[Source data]
-- -- --
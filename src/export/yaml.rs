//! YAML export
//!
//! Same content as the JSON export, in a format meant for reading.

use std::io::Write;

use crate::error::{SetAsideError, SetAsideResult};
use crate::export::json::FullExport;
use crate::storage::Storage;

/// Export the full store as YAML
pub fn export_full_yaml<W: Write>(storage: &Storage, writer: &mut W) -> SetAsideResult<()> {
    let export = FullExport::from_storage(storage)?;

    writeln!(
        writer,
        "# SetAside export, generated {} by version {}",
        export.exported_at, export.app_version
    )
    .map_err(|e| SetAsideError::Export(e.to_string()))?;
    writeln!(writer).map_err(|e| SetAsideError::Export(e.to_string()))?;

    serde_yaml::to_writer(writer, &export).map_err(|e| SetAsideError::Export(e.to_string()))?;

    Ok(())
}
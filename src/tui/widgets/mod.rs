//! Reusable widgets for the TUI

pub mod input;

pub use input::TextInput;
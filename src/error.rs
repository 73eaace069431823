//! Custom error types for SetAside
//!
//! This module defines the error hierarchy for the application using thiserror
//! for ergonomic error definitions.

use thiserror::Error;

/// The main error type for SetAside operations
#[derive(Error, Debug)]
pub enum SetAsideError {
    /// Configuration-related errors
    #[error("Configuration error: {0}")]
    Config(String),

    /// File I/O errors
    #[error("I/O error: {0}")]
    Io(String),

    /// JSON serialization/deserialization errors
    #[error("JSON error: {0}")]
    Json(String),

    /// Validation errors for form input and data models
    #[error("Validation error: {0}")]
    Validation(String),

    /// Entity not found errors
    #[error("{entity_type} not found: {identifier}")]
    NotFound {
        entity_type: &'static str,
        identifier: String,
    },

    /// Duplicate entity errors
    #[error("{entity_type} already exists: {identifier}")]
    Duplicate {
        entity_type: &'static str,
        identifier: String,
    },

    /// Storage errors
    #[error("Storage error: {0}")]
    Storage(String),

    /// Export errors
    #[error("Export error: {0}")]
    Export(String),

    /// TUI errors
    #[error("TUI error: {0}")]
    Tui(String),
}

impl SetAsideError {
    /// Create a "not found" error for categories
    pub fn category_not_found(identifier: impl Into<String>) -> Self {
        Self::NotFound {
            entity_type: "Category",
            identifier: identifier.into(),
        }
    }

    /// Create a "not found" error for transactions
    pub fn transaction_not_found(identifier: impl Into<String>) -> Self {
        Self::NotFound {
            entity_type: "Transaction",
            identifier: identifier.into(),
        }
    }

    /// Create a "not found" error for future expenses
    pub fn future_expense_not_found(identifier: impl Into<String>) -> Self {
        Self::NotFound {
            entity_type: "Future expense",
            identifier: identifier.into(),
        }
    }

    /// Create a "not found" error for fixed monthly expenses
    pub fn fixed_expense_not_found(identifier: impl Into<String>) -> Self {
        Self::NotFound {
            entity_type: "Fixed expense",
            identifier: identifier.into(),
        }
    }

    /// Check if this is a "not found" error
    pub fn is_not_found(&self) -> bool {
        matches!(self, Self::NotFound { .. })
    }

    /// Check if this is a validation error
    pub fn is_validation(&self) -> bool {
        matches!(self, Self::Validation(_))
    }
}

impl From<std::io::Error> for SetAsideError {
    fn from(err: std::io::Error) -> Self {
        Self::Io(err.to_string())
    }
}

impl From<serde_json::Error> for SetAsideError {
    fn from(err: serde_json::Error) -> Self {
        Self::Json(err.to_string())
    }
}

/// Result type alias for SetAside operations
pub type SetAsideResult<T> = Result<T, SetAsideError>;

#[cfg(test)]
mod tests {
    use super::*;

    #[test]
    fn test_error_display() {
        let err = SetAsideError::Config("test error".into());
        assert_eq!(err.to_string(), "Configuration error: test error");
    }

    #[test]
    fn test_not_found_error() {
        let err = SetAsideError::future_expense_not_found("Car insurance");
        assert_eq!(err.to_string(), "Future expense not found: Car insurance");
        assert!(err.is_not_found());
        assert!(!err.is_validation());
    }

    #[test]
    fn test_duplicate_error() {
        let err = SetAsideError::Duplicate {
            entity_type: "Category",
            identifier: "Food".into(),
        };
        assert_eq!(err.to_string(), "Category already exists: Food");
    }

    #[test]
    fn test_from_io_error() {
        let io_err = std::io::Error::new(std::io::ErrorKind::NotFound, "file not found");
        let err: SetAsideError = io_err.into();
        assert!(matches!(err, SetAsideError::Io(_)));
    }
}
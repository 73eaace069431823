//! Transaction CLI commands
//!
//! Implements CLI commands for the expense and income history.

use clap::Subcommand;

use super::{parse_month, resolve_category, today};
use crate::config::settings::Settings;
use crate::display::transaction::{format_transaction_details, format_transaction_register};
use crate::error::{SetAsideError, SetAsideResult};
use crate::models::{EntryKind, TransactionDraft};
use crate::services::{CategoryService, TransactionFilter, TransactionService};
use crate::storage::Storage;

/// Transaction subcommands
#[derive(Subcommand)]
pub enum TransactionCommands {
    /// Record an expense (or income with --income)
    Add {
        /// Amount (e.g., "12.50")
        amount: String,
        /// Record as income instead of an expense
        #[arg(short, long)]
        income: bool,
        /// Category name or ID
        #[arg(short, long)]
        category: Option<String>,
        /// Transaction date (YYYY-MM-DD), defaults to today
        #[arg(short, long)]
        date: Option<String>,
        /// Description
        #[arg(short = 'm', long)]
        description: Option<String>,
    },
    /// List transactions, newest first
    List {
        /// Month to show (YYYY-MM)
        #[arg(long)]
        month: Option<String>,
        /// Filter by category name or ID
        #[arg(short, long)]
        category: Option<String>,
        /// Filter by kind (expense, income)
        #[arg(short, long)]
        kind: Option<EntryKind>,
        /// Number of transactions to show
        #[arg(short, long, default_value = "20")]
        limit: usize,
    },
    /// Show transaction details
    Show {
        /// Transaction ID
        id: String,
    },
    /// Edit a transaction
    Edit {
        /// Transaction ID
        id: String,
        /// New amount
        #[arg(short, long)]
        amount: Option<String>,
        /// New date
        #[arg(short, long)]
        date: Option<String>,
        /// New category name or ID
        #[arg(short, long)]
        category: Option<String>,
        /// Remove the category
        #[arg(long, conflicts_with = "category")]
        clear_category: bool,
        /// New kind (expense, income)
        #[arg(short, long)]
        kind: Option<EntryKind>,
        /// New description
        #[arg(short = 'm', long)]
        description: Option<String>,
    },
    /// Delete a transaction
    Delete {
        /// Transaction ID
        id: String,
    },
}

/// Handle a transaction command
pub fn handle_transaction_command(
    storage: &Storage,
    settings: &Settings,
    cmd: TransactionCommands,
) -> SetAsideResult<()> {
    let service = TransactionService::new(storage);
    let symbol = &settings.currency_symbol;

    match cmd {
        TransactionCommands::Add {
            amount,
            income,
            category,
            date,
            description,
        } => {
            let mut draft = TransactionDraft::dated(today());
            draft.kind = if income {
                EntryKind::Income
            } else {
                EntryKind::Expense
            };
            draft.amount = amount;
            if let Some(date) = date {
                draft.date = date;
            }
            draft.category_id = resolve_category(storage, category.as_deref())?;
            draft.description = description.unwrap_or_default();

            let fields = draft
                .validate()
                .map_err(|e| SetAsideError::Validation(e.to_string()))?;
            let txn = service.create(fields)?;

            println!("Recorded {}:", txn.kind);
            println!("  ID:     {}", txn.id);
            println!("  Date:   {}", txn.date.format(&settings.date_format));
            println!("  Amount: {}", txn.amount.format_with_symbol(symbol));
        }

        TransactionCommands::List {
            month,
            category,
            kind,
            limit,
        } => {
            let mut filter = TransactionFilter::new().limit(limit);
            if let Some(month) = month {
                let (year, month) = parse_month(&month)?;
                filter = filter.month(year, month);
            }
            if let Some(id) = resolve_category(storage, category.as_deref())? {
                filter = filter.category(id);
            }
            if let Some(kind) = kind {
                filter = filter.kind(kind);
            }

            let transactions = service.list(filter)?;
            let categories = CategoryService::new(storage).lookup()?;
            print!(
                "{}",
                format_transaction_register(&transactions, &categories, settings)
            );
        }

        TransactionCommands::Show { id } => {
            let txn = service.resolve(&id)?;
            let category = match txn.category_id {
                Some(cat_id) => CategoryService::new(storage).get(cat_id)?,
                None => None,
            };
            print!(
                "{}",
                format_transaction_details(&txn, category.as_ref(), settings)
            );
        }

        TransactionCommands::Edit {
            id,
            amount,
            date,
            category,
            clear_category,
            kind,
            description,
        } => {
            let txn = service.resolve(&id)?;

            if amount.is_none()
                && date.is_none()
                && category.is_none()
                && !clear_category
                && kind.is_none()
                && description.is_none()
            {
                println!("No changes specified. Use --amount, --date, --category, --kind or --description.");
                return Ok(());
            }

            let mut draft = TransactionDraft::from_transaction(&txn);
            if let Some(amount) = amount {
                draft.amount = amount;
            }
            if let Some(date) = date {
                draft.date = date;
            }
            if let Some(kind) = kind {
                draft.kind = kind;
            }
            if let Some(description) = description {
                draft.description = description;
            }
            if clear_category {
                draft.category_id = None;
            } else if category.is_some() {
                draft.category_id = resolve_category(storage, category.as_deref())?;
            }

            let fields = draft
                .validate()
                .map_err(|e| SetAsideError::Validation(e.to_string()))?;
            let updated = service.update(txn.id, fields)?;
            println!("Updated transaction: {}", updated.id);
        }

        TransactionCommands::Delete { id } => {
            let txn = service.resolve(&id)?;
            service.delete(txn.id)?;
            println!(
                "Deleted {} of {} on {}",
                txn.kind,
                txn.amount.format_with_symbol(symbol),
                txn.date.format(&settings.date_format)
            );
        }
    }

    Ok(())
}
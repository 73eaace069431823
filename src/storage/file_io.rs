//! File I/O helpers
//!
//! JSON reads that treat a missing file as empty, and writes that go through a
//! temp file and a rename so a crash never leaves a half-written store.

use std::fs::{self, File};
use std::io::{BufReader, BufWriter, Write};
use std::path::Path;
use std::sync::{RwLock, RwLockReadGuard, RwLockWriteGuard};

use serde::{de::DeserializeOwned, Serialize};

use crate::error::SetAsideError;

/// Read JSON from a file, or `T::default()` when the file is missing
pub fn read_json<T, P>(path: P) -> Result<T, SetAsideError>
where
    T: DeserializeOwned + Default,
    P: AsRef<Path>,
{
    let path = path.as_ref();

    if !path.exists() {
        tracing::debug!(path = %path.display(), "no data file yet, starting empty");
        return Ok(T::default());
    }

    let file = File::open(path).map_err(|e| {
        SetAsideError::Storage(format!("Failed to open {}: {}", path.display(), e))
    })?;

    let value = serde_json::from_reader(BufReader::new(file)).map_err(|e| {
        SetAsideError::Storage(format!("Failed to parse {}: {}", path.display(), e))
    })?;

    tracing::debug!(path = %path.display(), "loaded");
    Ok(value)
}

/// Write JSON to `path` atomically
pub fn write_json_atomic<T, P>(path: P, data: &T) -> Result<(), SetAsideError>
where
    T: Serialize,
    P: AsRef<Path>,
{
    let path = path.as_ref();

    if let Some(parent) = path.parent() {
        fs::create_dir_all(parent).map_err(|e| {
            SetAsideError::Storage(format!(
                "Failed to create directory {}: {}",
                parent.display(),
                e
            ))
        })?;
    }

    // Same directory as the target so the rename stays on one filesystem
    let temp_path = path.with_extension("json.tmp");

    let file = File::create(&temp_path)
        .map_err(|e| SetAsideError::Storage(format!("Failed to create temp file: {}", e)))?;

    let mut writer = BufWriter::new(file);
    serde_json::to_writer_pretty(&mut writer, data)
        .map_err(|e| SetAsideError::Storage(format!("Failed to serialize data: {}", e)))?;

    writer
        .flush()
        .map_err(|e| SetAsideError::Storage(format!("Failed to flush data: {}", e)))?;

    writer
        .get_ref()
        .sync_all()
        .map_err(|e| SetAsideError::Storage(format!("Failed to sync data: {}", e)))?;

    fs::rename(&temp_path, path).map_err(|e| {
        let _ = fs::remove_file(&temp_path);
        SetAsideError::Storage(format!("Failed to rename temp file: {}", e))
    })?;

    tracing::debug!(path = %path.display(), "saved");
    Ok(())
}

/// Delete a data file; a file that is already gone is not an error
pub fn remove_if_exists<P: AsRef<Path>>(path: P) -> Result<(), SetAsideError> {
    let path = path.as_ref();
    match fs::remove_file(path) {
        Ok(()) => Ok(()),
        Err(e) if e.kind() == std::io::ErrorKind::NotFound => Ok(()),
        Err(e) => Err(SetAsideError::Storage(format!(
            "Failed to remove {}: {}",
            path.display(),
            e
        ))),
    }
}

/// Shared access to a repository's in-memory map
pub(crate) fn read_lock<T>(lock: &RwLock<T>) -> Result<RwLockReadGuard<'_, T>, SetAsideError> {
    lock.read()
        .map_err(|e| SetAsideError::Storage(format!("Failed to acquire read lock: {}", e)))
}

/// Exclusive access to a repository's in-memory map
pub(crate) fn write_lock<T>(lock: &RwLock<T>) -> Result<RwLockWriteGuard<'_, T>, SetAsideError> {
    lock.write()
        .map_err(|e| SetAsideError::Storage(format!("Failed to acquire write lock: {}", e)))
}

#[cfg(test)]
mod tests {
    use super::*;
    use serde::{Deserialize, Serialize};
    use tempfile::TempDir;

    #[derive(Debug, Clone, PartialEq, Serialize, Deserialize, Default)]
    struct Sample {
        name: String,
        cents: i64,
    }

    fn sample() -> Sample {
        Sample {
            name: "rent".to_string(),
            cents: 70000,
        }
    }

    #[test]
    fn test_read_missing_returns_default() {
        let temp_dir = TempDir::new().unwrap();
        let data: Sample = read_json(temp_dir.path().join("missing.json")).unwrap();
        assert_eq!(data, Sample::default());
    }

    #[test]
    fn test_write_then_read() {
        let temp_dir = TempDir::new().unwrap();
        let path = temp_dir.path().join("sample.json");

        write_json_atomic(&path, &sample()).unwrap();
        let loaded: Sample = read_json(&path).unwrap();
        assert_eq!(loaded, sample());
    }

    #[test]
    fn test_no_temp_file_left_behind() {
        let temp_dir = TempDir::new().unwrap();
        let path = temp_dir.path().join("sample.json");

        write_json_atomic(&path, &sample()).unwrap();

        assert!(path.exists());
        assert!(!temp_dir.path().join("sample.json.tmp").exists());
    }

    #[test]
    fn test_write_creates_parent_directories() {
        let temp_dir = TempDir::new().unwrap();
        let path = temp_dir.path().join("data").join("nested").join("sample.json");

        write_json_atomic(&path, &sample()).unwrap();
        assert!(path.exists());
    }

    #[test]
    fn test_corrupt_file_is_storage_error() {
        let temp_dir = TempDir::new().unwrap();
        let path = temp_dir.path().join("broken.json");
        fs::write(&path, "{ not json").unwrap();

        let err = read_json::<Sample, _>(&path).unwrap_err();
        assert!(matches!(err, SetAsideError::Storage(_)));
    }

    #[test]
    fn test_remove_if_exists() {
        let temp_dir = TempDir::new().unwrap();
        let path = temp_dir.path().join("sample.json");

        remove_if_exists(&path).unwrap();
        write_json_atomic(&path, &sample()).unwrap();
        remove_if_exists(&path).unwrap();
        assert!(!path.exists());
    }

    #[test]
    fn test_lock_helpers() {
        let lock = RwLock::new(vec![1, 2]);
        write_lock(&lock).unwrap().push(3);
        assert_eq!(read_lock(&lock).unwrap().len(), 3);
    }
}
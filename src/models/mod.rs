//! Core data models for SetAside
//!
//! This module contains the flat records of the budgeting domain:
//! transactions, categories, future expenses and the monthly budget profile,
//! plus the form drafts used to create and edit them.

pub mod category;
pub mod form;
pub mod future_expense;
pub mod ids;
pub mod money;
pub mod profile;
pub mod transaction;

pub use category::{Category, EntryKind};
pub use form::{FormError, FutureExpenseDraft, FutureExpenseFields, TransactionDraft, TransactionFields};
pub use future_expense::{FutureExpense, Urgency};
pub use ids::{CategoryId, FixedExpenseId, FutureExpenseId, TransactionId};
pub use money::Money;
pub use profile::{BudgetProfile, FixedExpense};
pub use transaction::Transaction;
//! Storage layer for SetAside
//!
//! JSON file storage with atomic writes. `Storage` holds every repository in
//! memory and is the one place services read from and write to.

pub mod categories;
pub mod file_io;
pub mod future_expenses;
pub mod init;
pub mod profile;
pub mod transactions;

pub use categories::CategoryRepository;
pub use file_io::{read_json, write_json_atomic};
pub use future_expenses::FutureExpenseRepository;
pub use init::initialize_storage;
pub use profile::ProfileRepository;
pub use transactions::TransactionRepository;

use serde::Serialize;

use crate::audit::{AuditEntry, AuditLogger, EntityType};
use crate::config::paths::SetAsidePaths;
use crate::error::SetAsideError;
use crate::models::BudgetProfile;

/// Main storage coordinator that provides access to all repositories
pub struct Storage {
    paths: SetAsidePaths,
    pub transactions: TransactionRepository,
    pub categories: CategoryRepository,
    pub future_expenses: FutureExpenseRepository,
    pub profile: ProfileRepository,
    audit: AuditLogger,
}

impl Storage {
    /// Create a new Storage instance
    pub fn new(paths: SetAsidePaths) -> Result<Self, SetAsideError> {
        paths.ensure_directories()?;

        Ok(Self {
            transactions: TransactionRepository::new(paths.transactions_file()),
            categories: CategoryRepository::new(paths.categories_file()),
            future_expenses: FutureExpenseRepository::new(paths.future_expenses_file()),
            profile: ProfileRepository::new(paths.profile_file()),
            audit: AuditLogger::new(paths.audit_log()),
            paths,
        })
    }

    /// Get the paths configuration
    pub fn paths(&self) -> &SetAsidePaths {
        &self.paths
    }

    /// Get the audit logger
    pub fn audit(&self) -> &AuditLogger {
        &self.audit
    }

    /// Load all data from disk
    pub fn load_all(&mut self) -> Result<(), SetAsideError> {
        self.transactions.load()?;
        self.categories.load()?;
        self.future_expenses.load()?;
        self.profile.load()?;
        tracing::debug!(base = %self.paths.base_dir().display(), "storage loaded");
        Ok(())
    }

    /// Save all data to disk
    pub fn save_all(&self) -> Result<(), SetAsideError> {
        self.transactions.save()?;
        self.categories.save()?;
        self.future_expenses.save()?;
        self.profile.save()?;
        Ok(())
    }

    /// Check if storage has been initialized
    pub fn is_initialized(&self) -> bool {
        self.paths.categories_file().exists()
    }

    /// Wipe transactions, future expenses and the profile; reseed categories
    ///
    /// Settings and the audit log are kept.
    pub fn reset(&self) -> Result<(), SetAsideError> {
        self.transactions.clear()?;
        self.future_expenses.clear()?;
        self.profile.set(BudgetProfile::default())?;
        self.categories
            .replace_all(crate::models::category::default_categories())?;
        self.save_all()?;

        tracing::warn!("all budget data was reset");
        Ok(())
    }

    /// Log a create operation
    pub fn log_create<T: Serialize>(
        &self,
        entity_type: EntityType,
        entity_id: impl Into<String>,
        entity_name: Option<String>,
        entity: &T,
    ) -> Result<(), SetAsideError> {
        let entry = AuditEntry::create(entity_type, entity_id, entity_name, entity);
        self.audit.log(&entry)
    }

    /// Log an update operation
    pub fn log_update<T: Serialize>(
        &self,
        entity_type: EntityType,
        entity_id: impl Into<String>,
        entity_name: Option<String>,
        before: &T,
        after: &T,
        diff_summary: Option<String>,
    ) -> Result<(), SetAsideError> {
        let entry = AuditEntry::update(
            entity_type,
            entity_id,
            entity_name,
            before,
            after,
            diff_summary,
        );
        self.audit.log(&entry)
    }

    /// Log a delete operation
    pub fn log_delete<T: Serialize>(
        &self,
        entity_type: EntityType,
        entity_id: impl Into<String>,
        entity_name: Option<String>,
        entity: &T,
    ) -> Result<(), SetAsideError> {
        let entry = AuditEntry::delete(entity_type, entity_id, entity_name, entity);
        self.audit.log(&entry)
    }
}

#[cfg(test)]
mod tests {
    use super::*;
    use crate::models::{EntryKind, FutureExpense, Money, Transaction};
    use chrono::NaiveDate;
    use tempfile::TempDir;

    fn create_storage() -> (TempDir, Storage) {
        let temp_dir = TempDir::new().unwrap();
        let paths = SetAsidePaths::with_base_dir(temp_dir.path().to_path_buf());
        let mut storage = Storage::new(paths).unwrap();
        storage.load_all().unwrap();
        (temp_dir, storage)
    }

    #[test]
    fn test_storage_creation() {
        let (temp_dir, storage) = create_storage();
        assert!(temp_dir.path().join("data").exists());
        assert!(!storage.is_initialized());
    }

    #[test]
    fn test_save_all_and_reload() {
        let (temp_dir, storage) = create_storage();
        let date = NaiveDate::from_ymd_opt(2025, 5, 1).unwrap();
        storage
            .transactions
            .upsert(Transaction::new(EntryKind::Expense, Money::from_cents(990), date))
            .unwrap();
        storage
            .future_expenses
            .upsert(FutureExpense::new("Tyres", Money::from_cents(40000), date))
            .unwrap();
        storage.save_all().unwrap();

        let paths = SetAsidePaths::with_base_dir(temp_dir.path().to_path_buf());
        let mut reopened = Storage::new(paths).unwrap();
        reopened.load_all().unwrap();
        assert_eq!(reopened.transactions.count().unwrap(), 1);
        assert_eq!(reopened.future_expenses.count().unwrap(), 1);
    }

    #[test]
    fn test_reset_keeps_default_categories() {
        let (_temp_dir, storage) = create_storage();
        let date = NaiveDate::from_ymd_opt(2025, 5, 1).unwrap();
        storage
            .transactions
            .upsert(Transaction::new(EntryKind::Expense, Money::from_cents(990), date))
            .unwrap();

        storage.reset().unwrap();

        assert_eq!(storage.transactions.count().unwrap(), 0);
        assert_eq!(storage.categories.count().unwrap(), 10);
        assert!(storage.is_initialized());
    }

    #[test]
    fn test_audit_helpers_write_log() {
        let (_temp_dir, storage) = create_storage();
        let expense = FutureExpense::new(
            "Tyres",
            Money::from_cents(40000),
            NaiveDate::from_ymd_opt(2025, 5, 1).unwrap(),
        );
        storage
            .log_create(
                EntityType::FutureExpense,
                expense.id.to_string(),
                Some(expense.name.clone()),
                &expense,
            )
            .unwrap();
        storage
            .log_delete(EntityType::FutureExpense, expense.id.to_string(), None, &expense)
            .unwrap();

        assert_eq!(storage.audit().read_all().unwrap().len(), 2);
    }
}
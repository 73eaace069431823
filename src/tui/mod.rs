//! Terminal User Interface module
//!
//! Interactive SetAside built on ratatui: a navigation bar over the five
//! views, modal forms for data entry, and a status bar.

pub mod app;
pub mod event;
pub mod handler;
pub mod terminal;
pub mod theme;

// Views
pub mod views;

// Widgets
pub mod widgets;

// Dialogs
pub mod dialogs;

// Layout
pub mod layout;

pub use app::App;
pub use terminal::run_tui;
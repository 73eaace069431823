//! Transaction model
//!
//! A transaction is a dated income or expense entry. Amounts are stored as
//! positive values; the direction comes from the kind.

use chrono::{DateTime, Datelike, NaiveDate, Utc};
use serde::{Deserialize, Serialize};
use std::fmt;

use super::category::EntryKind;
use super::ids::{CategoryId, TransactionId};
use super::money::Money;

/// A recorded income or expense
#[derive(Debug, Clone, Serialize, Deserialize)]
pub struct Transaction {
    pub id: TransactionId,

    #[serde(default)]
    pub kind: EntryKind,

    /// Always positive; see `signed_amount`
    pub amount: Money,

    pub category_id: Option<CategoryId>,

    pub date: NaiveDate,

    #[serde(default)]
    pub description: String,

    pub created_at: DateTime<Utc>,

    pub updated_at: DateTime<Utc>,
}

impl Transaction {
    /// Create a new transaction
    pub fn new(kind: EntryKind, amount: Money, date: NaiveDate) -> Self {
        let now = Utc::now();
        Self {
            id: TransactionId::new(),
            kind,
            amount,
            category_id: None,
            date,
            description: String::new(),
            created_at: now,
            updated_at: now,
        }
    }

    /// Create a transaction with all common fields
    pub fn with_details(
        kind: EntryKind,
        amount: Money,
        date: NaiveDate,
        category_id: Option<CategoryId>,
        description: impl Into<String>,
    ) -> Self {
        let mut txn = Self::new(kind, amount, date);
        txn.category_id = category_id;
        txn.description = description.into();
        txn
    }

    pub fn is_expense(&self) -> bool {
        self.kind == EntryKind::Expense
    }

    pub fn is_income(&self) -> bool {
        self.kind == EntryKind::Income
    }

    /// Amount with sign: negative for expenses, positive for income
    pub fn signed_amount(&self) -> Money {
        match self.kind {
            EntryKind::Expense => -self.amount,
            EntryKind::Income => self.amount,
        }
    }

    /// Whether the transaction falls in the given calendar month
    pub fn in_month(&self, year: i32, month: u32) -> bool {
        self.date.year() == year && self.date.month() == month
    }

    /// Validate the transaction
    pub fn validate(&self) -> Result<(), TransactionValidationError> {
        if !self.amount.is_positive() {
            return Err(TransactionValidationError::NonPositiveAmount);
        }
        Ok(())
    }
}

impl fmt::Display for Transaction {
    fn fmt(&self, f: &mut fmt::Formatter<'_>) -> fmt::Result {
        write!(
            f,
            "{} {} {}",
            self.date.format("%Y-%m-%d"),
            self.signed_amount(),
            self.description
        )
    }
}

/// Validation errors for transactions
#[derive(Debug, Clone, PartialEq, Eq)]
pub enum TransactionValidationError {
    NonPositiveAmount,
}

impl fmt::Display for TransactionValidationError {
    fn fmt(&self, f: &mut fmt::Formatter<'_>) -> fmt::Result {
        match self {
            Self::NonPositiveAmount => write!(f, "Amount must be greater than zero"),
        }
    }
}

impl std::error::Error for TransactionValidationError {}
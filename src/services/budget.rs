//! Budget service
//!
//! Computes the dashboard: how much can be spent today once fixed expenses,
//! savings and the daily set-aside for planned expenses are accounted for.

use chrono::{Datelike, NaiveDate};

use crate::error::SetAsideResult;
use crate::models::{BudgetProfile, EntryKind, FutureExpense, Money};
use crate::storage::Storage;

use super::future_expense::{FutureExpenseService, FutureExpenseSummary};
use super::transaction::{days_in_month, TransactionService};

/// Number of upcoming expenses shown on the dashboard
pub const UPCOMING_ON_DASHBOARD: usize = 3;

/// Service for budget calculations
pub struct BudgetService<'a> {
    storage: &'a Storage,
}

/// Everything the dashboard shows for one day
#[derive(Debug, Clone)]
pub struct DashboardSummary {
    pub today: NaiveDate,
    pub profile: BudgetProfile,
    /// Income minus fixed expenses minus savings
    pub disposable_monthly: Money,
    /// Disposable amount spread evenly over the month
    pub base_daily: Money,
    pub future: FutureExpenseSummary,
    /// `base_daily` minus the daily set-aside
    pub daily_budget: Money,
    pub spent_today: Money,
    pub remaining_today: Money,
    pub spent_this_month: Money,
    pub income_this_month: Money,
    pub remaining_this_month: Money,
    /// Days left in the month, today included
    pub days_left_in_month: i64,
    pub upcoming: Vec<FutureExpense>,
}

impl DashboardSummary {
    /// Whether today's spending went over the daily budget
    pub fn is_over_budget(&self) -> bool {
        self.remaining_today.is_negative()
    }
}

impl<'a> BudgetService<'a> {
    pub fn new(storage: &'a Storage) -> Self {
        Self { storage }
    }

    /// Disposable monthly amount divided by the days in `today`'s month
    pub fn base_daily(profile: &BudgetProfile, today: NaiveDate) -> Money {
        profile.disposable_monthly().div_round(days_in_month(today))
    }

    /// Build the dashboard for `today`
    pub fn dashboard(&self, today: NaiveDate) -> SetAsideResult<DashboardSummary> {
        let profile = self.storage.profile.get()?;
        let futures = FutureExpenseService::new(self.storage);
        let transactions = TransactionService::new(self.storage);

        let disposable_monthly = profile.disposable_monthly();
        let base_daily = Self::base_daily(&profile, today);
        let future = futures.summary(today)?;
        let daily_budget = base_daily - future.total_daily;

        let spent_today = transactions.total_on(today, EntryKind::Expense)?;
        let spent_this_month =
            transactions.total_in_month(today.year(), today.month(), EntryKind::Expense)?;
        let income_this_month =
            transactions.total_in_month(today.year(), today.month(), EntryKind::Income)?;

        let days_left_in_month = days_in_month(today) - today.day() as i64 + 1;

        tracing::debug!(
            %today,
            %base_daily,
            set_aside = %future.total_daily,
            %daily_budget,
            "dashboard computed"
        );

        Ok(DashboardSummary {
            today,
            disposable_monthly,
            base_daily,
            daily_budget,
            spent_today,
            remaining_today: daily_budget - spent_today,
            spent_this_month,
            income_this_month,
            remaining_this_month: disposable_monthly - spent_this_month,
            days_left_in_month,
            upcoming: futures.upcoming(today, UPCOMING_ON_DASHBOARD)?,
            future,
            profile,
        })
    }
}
-- -- --
Work to be completed - Check each line above for the string "limit" and show the ones that have it.

Result of this task -
        limit: usize,
            limit,
            let mut filter = TransactionFilter::new().limit(limit);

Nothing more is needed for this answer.